One of the more frequent questions we see from readers reads this way: “How should I spread my investments among the TSP funds?”
Our answer is always the same: “Talk to a financial advisor as we do not provide individual financial advice.”
While we do not provide financial advice, there are a number of people who are engaged in the business of providing financial advice. Obviously, for federal employees, there are many variations of how to invest depending on individual circumstances. These circumstances include the retirement system in which you are enrolled, the length of time until your retirement, your overall financial situation including the amount of debt you have and the assets you have accumulated as well as your personal financial goals.
How TSP Investors Split Their TSP Investments
As of July 2013, this is how TSP investors have invested in the Thrift Savings Plan funds:
- G fund: 39%
- C fund: 26%
- L funds: 15%
- S fund: 9%
- F fund: 6%
- I Fund: 5%
Obviously, TSP investors are quite conservative in their approach to investing. In addition, there are significant swings from month to month as investors move funds around. There are undoubtedly many individual reasons for this but one reason is to take advantage of anticipated upward or downward moves in the stock market—despite studies that show most investors who try to time the market in this way end up costing themselves more money than they would make if they stayed invested and just added to their investments each month.
Here is one example: In May, TSP investors apparently felt bullish and moved money out of the G and F funds and into the stock funds—unfortunately, just in time for the market to go down in June. In May, TSP investors transferred more than $1.6 billion out of the G fund and another $542 million out of the F fund. The biggest gainer for the month was the S fund, with an inflow of $727 million followed by the I fund with $669 million and the C fund with $471 million. (See Down Month for TSP Stock Investors)
Perhaps as a result of stocks going up in June, here is what TSP investors did with their money in July:
- G fund: -$216 million
- F fund: -$785 million
- C fund: +$114 million
- S fund: +$571 million
- I fund: -$75 million
- L funds: +$392 million
So, for those who may have been trying to catch up by timing the market, they moved money out of stocks just in time for them to go down in June. Some may have moved money back into stocks in July. Unfortunately, The Dow Jones Industrial Average and the S&P 500 lost between 3% and 4.5% for the month of August. For those who may have tried to time the market and guessed wrong, which apparently happened to some folks by looking at the TSP figures, they lost in both ends when the market went up and then went down again. (See the TSP monthly returns for August)

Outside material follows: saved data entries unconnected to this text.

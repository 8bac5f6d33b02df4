use logfeed::config::{load_config, ConfigError};
use logfeed::pipeline::{EnvOptions, PipelineEnv};
use logfeed::notify::Notifier;
use std::fs;
use tempfile::TempDir;

#[test]
fn test_full_config_from_file() {
    let temp_dir = TempDir::new().unwrap();
    let config_path = temp_dir.path().join("logfeed.json");
    let geo_path = temp_dir.path().join("geo.json");
    fs::write(
        &geo_path,
        r#"[{"prefix": "195.113.0.0/16", "countryName": "Czechia", "latitude": 50.0, "longitude": 14.4}]"#,
    )
    .unwrap();
    let raw = format!(
        r#"{{
            "logTail": {{
                "intervalSecs": 10,
                "worklogPath": "{dir}/worklog.json",
                "files": [{{"path": "{dir}/mapka.log", "appType": "mapka", "version": "3"}}]
            }},
            "logFiles": [{{"srcPath": "{dir}/archive", "worklogPath": "{dir}/batch.worklog", "appType": "kontext", "version": "0.19"}}],
            "geoIpDbPath": "{geo}",
            "elasticSearch": {{"server": "http://localhost:9200", "index": "logs"}},
            "influxDb": {{"server": "http://localhost:8086", "database": "logs", "measurement": "requests"}},
            "timeZone": "+01:00",
            "notificationTag": "test"
        }}"#,
        dir = temp_dir.path().display(),
        geo = geo_path.display()
    );
    fs::write(&config_path, raw).unwrap();

    let config = load_config(&config_path).expect("config should be valid");
    assert_eq!(config.log_tail.as_ref().unwrap().interval_secs, 10);
    assert_eq!(config.log_files.len(), 1);
    assert_eq!(config.time_zone.unwrap().local_minus_utc(), 3600);

    let env = PipelineEnv::from_config(&config, EnvOptions::default(), Notifier::default()).unwrap();
    assert_eq!(env.sinks.len(), 2);
}

#[test]
fn test_unknown_service_version() {
    let temp_dir = TempDir::new().unwrap();
    let config_path = temp_dir.path().join("logfeed.json");
    fs::write(
        &config_path,
        r#"{"logTail": {"worklogPath": "/tmp/w.json", "files": [{"path": "/tmp/a.log", "appType": "kontext", "version": "0.1"}]}}"#,
    )
    .unwrap();

    match load_config(&config_path) {
        Err(ConfigError::ValidationList(errors)) => {
            assert_eq!(errors.len(), 1);
            assert!(errors[0].contains("logTail.files[0]"));
        }
        other => panic!("expected validation error, got {:?}", other),
    }
}

#[test]
fn test_missing_geo_database_fails_startup() {
    let temp_dir = TempDir::new().unwrap();
    let config_path = temp_dir.path().join("logfeed.json");
    fs::write(&config_path, r#"{"geoIpDbPath": "/nonexistent/geo.json"}"#).unwrap();
    let config = load_config(&config_path).unwrap();
    assert!(PipelineEnv::from_config(&config, EnvOptions::default(), Notifier::default()).is_err());
}
use clap::Parser;
use logfeed::cli::{dispatch, Cli};
use std::process::ExitCode;
use tracing::error;
use tracing_subscriber::{layer::SubscriberExt, util::SubscriberInitExt};

#[tokio::main]
async fn main() -> ExitCode {
    // Initialize tracing subscriber
    tracing_subscriber::registry()
        .with(
            tracing_subscriber::EnvFilter::try_from_default_env()
                .unwrap_or_else(|_| "logfeed=info".into()),
        )
        .with(tracing_subscriber::fmt::layer())
        .init();

    let cli = Cli::parse();

    match dispatch(cli).await {
        Ok(()) => ExitCode::SUCCESS,
        Err(e) => {
            error!(error = %e, "logfeed failed");
            eprintln!("Error: {}", e);
            ExitCode::FAILURE
        }
    }
}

One Financial Advisor’s Take on the TSP
Dave Ramsey is a well-known and respected financial guru who has his own radio show and is frequently seen on television dispensing financial advice. He has answered questions from some federal employees about investing in the Thrift Savings Plan. His advice is considerably different in the investment mixture than the approach that has been taken by most TSP investors (refer back to the split among the TSP funds above).
Here is what he has advised investors on their TSP investments:
“The first thing we suggest you have is that you are debt-free except your home before you begin your long-term investing and you have an emergency fund of three to six months of expenses before you being the investing.
Then if your thrift savings plan matches, we start with the TSP up to the match. If it does not, then we start with the Roth IRA outside of there because I would rather have a non-matching Roth IRA that grows tax-free than a non-matching TSP that grows tax-deferred. Tax-free is better than tax-deferred.
…[I]f you’ve maxed out your Roth IRA and want to do some thrift savings plan saving, or if you have one that does match, then you want to look at that for sure and get the match. We recommend that you put in a ratio of 80-10-10 or 60-20-20. That means put 80% in the C fund (common stock fund), the other 10% in the S fund (small-cap stocks) and 10% in the I fund (international).
In the S and I funds, either put 10% in each or 20% in each and then 80% or 60% in the C fund. Put the vast majority of it in the C fund.” (emphasis supplied)
|Fund||TSP Participants’ Current Allocation||Ramsey’s Suggested Allocation|
|C Fund||26%||80% or 60%|
|S Fund||9%||10% or 20%|
|I Fund||5%||10% or 20%|
Presumably, the rationale for investing in stocks instead of in the bond funds is that, over time, stocks have performed much better than bonds. You can see from the annual returns for the C fund and the G fund, the C fund goes up and down but, overall, is up considerably more than the G fund despite the ups and downs.
Long term investors in the G fund can be quite certain that their investment is safe in that their principal investment will not diminish even though it probably pays less than the overall rate of inflation (not necessarily the rate of inflation used to determine the annual COLA amount). On the other hand, the actual purchasing power is likely to go down while a stock fund, such as the C fund, will generally exceed the rate of inflation over time and yield much higher returns over time.
Of course the decisions are yours alone to make and the ultimate consequences will be your the result of your own decisions so we wish all readers the best of luck in making the best decisions possible in your retirement investing!